Wendell Steavenson ,Washington Post
“Neil MacFarquhar is that rare and wonderful thing, a Middle East correspondent who not only speaks Arabic but also grew up in the region. This experience infuses his book -- the product of 20 years of reporting -- with the wit, insight and eye-rolling exasperation of a near-native…. The result is an intelligent and fascinating romp full of anecdotes, acid asides and conversations with everyone from dissidents to diplomats and liberal religious sheikhs, and even a Kuwaiti woman with a sex-advice column…. It's a testament to MacFarquhar's deep background knowledge and the lightness of his touch that complex issues … are distilled into clear exposition without ever being oversimplified or dumbed down. But MacFarquhar has written much more than just a very good primer to the region. His real achievement is to give the reader a window into the private debates among the intelligentsia and political classes of the Middle East…. MacFarquhar, now the United Nations bureau chief at the New York Times, is a fun guide.
San Jose Mercury News
“A revealing and at times moving account of a region alternately deified and demonized in the United States…. In his deft storytelling, it's the humanity and generosity of the author's subjects that shine through…. MacFarquhar makes an excellent guide to the eclectic mix of peoples often lumped together as ‘Arab.’… Readers looking for a nuanced, sophisticated understanding of the region's complexities and contradictions will find MacFarquhar's book well worth their time.”
Christian Science Monitor
“[MacFarquhar’s] anecdotes – personal, wry, apt, and insightful – are the special sauce in his part-memoir, part-journalistic account, part-foreign-policy primer. The Media Relations Department of Hizbollah Wishes You a Happy Birthday shows recent history through the eyes of a 6-foot, 3-inch blond Arabic-speaking American, who wrote first for the Associated Press and then as the Cairo bureau chief of The New York Times. It aims – and succeeds – to animate the news with characters and compassion.”

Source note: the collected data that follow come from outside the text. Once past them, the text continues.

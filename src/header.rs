//! Representation of email header data.

use std::{
    fmt::{self, Debug, Display, Formatter},
    hash::{Hash, Hasher},
};

/// An error indicating an invalid header field name or header line.
#[derive(Clone, Copy, Debug, Eq, PartialEq)]
pub struct HeaderFieldError;

impl Display for HeaderFieldError {
    fn fmt(&self, f: &mut Formatter<'_>) -> fmt::Result {
        write!(f, "invalid header field")
    }
}

impl std::error::Error for HeaderFieldError {}

/// A header field name.
///
/// Field names compare and hash case-insensitively, the way header names are
/// matched in mail processing.
#[derive(Clone, Eq)]
pub struct FieldName(Box<str>);

impl FieldName {
    pub fn new(value: impl Into<Box<str>>) -> Result<Self, HeaderFieldError> {
        let value = value.into();
        if value.is_empty() {
            return Err(HeaderFieldError);
        }
        if !value.chars().all(|c| c.is_ascii_graphic() && c != ':') {
            return Err(HeaderFieldError);
        }
        Ok(Self(value))
    }
}

impl AsRef<str> for FieldName {
    fn as_ref(&self) -> &str {
        &self.0
    }
}

impl Debug for FieldName {
    fn fmt(&self, f: &mut Formatter<'_>) -> fmt::Result {
        Debug::fmt(&self.0, f)
    }
}

impl Display for FieldName {
    fn fmt(&self, f: &mut Formatter<'_>) -> fmt::Result {
        f.write_str(&self.0)
    }
}

impl PartialEq for FieldName {
    fn eq(&self, other: &Self) -> bool {
        self.0.eq_ignore_ascii_case(&other.0)
    }
}

impl PartialEq<&str> for FieldName {
    fn eq(&self, other: &&str) -> bool {
        self.0.eq_ignore_ascii_case(other)
    }
}

impl Hash for FieldName {
    fn hash<H: Hasher>(&self, state: &mut H) {
        self.0.to_ascii_lowercase().hash(state);
    }
}

/// A complete header line as it appears on the wire, without the trailing
/// CRLF.
///
/// The line may be folded: continuation lines are separated by CRLF and start
/// with space or tab. The field name is kept alongside the line for matching;
/// the stored line is emitted byte for byte, which is what a signature
/// computed over the serialized header requires.
#[derive(Clone, Debug, Eq, PartialEq)]
pub struct HeaderLine {
    name: FieldName,
    line: String,
}

impl HeaderLine {
    /// Creates a header line from a name and a value.
    ///
    /// A single space is inserted after the colon; the value must not carry
    /// its own leading whitespace.
    pub fn new(name: impl Into<Box<str>>, value: &str) -> Result<Self, HeaderFieldError> {
        let name = FieldName::new(name)?;
        check_value(value)?;
        let line = format!("{}: {}", name.as_ref(), value);
        Ok(Self { name, line })
    }

    /// Creates a header line from a complete raw line, for example
    /// `"From: me@example.org"`.
    ///
    /// The line is stored verbatim.
    pub fn from_line(line: impl Into<String>) -> Result<Self, HeaderFieldError> {
        let line = line.into();
        let (name, value) = line.split_once(':').ok_or(HeaderFieldError)?;
        let name = FieldName::new(name)?;
        check_value(value)?;
        Ok(Self { name, line })
    }

    pub fn name(&self) -> &FieldName {
        &self.name
    }

    /// The complete line, without the trailing CRLF.
    pub fn as_str(&self) -> &str {
        &self.line
    }
}

impl Display for HeaderLine {
    fn fmt(&self, f: &mut Formatter<'_>) -> fmt::Result {
        f.write_str(&self.line)
    }
}

fn check_value(value: &str) -> Result<(), HeaderFieldError> {
    for (i, line) in value.split("\r\n").enumerate() {
        // no stray CR and LF
        if line.contains('\r') || line.contains('\n') {
            return Err(HeaderFieldError);
        }
        if i > 0 {
            // only folded continuation lines, none of them blank, no
            // trailing CRLF
            if !line.starts_with(' ') && !line.starts_with('\t') {
                return Err(HeaderFieldError);
            }
            if line.chars().all(|c| c == ' ' || c == '\t') {
                return Err(HeaderFieldError);
            }
        }
    }
    Ok(())
}
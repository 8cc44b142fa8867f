/// A trait for entities that can be represented as a canonical string.
pub trait CanonicalStr {
    /// Returns the canonical representation as a static string slice.
    fn canonical_str(&self) -> &'static str;
}
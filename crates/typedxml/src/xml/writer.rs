//! XML serialization

use crate::xml::model::{is_xml_char, Content, Document, Element};

/// Output layout for [`write_document`]
#[derive(Clone, Copy, Debug, PartialEq, Eq)]
pub struct WriterConfig {
    /// Emit `<?xml version="1.0" encoding="utf-8"?>` before the root
    pub declaration: bool,
    /// Spaces per nesting level; `None` writes everything on one line
    pub indent: Option<usize>,
}

impl Default for WriterConfig {
    fn default() -> Self {
        Self {
            declaration: true,
            indent: Some(1),
        }
    }
}

impl WriterConfig {
    /// Single line, no declaration
    pub const fn compact() -> Self {
        Self {
            declaration: false,
            indent: None,
        }
    }

    pub const fn new(declaration: bool, indent: Option<usize>) -> Self {
        Self {
            declaration,
            indent,
        }
    }
}

pub const DECLARATION: &str = "<?xml version=\"1.0\" encoding=\"utf-8\"?>";

/// Serialize a document to a string
///
/// Characters outside the XML 1.0 `Char` production have no representation
/// and are dropped.
///
/// Elements that hold any text are written inline so indentation never
/// leaks into scalar content; elements holding only elements are broken
/// across lines when an indent is configured.
pub fn write_document(doc: &Document, config: WriterConfig) -> String {
    let mut output = String::new();
    if config.declaration {
        output.push_str(DECLARATION);
        if config.indent.is_some() {
            output.push('\n');
        }
    }
    write_element(&doc.root, &mut output, 0, config.indent);
    if config.indent.is_some() {
        output.push('\n');
    }
    output
}

fn write_element(element: &Element, output: &mut String, level: usize, indent: Option<usize>) {
    output.push('<');
    output.push_str(&element.name);

    for (key, value) in element.attributes.iter() {
        output.push(' ');
        output.push_str(key);
        output.push_str("=\"");
        escape_attribute(value, output);
        output.push('"');
    }

    if element.children.is_empty() {
        output.push_str("/>");
        return;
    }

    output.push('>');
    let block = indent.filter(|_| !element.has_text());
    for child in &element.children {
        match child {
            Content::Element(child) => {
                if let Some(width) = block {
                    output.push('\n');
                    push_indent(output, width * (level + 1));
                }
                write_element(child, output, level + 1, block);
            }
            Content::Text(text) => escape_text(text, output),
        }
    }
    if let Some(width) = block {
        output.push('\n');
        push_indent(output, width * level);
    }
    output.push_str("</");
    output.push_str(&element.name);
    output.push('>');
}

fn push_indent(output: &mut String, width: usize) {
    output.extend(std::iter::repeat(' ').take(width));
}

fn escape_text(input: &str, output: &mut String) {
    for ch in input.chars() {
        match ch {
            '&' => output.push_str("&amp;"),
            '<' => output.push_str("&lt;"),
            '>' => output.push_str("&gt;"),
            '\n' | '\t' => output.push(ch),
            c if !is_xml_char(c) => {}
            c if c.is_control() => push_char_ref(c, output),
            c => output.push(c),
        }
    }
}

fn escape_attribute(input: &str, output: &mut String) {
    for ch in input.chars() {
        match ch {
            '&' => output.push_str("&amp;"),
            '<' => output.push_str("&lt;"),
            '>' => output.push_str("&gt;"),
            '"' => output.push_str("&quot;"),
            c if !is_xml_char(c) => {}
            c if c.is_control() => push_char_ref(c, output),
            c => output.push(c),
        }
    }
}

fn push_char_ref(ch: char, output: &mut String) {
    output.push_str(&format!("&#{};", u32::from(ch)));
}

Elaine Margolin, The Forward
“Unusually compelling…. Neil MacFarquhar is a gifted writer and a natural storyteller and has used his unprecedented access to illustrate for us a vivid rendering of the Middle East in all its complexity, congestion and paranoia.”
New York Times
“Mr. MacFarquhar’s sly, vivid memoir, The Media Relations Department of Hizbollah Wishes You a Happy Birthday, is full of anecdotes backed up by perceptive analysis… Unlike many correspondents Mr. MacFarquhar speaks Arabic and shows an appreciation for the language, its poetry and political rhetoric. He uses compelling characters effectively to illustrate larger themes and forces at play in the region… Few in the West pay attention to these arguments within Islam — or to the daily tribulations of homegrown reformers — and that is the ultimate strength of this book. Mr. MacFarquhar has provided a sobering and heartbreaking record of these quiet struggles.”
New York Times Book Review
“In this engaging and fact-filled reporter’s memoir, Neil MacFarquhar successfully walks a fine line. He offers something fresh and unexpected for readers steeped in a decade of news reports about suicide bombers, absolutist imams and tyrannical despots. Yet he never forgets that most of those readers care about the subject only because they have already decided, perhaps simplistically, that they are under threat from the Arab or Muslim world. He nods to the prejudices about Middle Eastern fanatics and then sets off merrily to dispel them…. The Media Relations Department of Hizbollah Wishes You a Happy Birthday is MacFarquhar’s effort to write a funny (yet penetrating) account about real Arabs—and a few Persians—struggling against long odds to bring their societies into the modern ages…. For those who care about the Middle East and want to start listening to weak but growing voices calling for reform and modernization on local rather than Western terms, MacFarquhar’s account is a fine place to begin.”